**WORK INSTRUCTION**
Pick out the lines in the listing below that contain the word "events" and copy them.

**RAW DATA**
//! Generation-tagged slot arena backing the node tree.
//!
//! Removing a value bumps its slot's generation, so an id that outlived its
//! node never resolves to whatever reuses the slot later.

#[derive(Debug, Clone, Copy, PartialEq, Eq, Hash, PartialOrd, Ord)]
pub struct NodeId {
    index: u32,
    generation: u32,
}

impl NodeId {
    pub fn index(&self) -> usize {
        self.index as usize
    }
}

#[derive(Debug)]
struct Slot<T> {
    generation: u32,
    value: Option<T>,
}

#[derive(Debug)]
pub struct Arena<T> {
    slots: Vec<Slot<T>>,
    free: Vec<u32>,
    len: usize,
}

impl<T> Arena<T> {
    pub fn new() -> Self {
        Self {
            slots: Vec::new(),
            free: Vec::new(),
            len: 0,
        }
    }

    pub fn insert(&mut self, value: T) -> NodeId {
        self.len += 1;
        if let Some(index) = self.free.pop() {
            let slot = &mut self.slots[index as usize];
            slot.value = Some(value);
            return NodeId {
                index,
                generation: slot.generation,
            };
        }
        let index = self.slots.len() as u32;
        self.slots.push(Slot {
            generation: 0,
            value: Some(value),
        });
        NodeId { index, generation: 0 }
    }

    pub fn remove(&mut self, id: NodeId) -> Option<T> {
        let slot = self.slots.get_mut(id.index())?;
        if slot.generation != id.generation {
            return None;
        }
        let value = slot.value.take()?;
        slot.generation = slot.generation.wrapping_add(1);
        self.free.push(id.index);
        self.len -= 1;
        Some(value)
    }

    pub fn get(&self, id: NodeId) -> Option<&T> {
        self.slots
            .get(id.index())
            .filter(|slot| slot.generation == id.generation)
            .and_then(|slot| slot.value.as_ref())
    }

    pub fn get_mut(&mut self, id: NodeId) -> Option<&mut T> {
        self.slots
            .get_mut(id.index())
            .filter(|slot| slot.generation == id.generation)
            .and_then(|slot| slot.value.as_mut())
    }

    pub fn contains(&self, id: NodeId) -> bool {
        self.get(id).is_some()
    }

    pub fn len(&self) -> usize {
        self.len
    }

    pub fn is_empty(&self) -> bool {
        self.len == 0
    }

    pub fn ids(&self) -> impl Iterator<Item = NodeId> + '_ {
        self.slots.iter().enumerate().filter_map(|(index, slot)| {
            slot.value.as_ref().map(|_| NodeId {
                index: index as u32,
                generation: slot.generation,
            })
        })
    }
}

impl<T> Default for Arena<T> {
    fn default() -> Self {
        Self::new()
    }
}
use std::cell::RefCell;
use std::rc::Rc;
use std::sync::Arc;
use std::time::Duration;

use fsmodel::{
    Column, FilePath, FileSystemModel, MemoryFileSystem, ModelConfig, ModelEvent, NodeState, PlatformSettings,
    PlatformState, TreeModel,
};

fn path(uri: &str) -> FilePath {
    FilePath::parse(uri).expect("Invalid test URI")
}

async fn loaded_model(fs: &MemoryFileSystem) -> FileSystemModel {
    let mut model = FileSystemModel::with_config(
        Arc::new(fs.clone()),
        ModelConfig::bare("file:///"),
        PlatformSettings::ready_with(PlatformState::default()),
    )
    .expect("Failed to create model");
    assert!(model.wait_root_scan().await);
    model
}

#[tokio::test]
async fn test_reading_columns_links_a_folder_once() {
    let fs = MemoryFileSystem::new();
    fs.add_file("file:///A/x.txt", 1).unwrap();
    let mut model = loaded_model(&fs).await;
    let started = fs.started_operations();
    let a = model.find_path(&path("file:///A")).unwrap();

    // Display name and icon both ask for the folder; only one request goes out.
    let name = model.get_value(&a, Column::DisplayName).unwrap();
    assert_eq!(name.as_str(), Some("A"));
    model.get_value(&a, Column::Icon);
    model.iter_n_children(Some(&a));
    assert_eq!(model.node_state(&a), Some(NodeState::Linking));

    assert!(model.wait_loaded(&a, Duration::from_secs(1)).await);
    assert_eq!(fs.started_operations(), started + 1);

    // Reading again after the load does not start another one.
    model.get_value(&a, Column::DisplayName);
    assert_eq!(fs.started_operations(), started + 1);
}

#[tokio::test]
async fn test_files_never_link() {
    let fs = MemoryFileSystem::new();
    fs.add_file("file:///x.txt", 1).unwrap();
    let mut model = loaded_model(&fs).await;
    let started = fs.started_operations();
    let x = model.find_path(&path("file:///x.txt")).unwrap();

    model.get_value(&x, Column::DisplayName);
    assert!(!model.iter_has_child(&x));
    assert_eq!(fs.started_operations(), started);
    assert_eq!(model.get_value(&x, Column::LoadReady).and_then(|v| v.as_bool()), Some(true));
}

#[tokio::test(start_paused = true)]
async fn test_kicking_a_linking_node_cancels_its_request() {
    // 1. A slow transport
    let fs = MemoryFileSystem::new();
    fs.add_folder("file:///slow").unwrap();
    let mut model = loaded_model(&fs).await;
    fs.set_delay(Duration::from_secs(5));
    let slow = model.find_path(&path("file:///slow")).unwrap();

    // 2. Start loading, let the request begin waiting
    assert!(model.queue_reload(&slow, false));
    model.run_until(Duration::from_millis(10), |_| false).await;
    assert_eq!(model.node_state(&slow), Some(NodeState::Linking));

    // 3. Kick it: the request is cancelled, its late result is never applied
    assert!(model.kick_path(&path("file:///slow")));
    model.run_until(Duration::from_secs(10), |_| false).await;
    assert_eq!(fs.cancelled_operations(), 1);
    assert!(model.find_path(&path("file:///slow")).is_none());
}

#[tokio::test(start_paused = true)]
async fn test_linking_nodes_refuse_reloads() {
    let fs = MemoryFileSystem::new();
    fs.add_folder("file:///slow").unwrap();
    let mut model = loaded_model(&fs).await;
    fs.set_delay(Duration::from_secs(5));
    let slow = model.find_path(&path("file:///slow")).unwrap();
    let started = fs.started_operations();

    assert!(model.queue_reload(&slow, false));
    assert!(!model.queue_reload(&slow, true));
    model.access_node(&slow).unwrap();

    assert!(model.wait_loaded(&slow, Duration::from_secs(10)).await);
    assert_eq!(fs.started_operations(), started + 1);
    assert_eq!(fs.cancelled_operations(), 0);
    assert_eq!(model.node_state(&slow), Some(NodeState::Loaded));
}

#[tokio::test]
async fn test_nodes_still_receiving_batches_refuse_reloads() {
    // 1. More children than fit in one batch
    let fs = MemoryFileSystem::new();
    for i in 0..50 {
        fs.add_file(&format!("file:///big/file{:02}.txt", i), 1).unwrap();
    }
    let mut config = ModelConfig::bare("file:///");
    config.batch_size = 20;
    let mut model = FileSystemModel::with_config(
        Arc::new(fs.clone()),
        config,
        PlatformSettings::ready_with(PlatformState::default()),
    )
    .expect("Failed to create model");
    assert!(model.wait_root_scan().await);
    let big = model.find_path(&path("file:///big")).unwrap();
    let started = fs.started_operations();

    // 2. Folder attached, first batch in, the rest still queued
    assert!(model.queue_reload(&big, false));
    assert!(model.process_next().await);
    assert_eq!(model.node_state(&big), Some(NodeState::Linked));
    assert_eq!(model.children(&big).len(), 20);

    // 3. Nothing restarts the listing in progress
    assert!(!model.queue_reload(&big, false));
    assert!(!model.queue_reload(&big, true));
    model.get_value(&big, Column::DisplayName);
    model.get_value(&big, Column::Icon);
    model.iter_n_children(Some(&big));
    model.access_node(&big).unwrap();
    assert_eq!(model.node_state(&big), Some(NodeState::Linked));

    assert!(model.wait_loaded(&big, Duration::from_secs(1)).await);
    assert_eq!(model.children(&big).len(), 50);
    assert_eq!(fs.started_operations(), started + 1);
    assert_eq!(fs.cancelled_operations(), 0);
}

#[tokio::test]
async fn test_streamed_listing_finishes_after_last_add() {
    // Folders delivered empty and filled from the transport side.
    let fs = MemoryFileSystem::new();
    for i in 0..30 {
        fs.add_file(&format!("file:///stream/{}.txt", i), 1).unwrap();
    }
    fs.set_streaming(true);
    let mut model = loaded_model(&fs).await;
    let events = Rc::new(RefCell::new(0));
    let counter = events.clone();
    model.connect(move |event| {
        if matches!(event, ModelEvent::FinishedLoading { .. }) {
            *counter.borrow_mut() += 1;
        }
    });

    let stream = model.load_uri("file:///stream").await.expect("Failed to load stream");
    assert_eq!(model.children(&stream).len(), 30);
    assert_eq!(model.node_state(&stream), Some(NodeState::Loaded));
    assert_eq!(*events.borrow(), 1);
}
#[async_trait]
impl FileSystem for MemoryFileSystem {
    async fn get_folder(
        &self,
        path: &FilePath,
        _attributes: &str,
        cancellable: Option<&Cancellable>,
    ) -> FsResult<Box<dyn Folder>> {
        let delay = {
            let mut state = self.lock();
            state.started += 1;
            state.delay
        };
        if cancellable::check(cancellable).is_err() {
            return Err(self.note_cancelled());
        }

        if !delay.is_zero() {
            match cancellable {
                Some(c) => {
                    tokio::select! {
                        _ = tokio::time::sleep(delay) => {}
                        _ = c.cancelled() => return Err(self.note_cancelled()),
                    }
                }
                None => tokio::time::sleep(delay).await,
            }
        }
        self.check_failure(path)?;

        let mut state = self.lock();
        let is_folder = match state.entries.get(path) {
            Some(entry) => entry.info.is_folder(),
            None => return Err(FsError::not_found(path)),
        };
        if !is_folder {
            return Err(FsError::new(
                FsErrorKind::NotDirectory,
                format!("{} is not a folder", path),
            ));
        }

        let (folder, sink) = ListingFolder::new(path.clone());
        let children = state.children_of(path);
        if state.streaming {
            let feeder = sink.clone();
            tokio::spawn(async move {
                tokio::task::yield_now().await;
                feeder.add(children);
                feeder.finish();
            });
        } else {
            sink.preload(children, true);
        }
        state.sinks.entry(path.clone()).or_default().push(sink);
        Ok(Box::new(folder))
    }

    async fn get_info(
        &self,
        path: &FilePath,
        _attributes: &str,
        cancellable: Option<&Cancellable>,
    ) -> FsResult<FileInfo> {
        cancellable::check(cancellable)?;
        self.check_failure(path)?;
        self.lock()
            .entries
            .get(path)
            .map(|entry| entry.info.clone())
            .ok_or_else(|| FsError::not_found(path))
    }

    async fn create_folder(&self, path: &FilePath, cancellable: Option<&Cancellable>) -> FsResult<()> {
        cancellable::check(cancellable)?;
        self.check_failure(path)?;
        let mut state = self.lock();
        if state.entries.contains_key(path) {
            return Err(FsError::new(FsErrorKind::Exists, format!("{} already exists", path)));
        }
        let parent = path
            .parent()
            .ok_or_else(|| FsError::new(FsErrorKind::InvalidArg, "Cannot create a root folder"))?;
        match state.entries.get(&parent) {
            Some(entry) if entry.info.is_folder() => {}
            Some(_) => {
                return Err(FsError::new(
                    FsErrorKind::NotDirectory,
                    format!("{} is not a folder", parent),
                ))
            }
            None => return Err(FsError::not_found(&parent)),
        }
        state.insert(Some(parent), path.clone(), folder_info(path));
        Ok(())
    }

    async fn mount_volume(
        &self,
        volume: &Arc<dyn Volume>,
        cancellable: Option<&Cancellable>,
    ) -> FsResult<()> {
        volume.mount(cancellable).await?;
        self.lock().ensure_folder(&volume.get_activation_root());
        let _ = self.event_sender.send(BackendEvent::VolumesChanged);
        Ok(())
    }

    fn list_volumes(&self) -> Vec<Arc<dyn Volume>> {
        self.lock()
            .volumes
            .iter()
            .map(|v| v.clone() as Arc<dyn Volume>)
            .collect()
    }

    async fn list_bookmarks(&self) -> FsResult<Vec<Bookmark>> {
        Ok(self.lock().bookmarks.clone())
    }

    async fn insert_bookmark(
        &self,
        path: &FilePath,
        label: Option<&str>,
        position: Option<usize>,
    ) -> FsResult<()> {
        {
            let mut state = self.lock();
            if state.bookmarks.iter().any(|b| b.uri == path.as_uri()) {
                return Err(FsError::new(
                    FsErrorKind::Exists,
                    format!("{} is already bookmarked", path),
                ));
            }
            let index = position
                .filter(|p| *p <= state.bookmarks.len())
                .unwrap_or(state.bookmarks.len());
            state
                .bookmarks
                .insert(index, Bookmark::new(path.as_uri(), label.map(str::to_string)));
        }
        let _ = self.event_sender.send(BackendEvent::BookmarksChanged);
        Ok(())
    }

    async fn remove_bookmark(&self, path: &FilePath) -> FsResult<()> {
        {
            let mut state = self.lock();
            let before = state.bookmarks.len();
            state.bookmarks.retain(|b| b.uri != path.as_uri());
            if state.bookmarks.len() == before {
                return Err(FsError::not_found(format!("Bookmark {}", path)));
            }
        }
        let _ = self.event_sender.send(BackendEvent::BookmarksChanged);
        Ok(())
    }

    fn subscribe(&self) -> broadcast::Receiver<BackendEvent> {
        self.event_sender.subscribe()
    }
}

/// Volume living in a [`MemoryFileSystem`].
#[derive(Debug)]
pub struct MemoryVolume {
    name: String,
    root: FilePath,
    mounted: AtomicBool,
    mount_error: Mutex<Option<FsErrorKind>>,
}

**SOLUTION TO THIS TASK**
    let events = Rc::new(RefCell::new(0));
    let counter = events.clone();
    assert_eq!(*events.borrow(), 1);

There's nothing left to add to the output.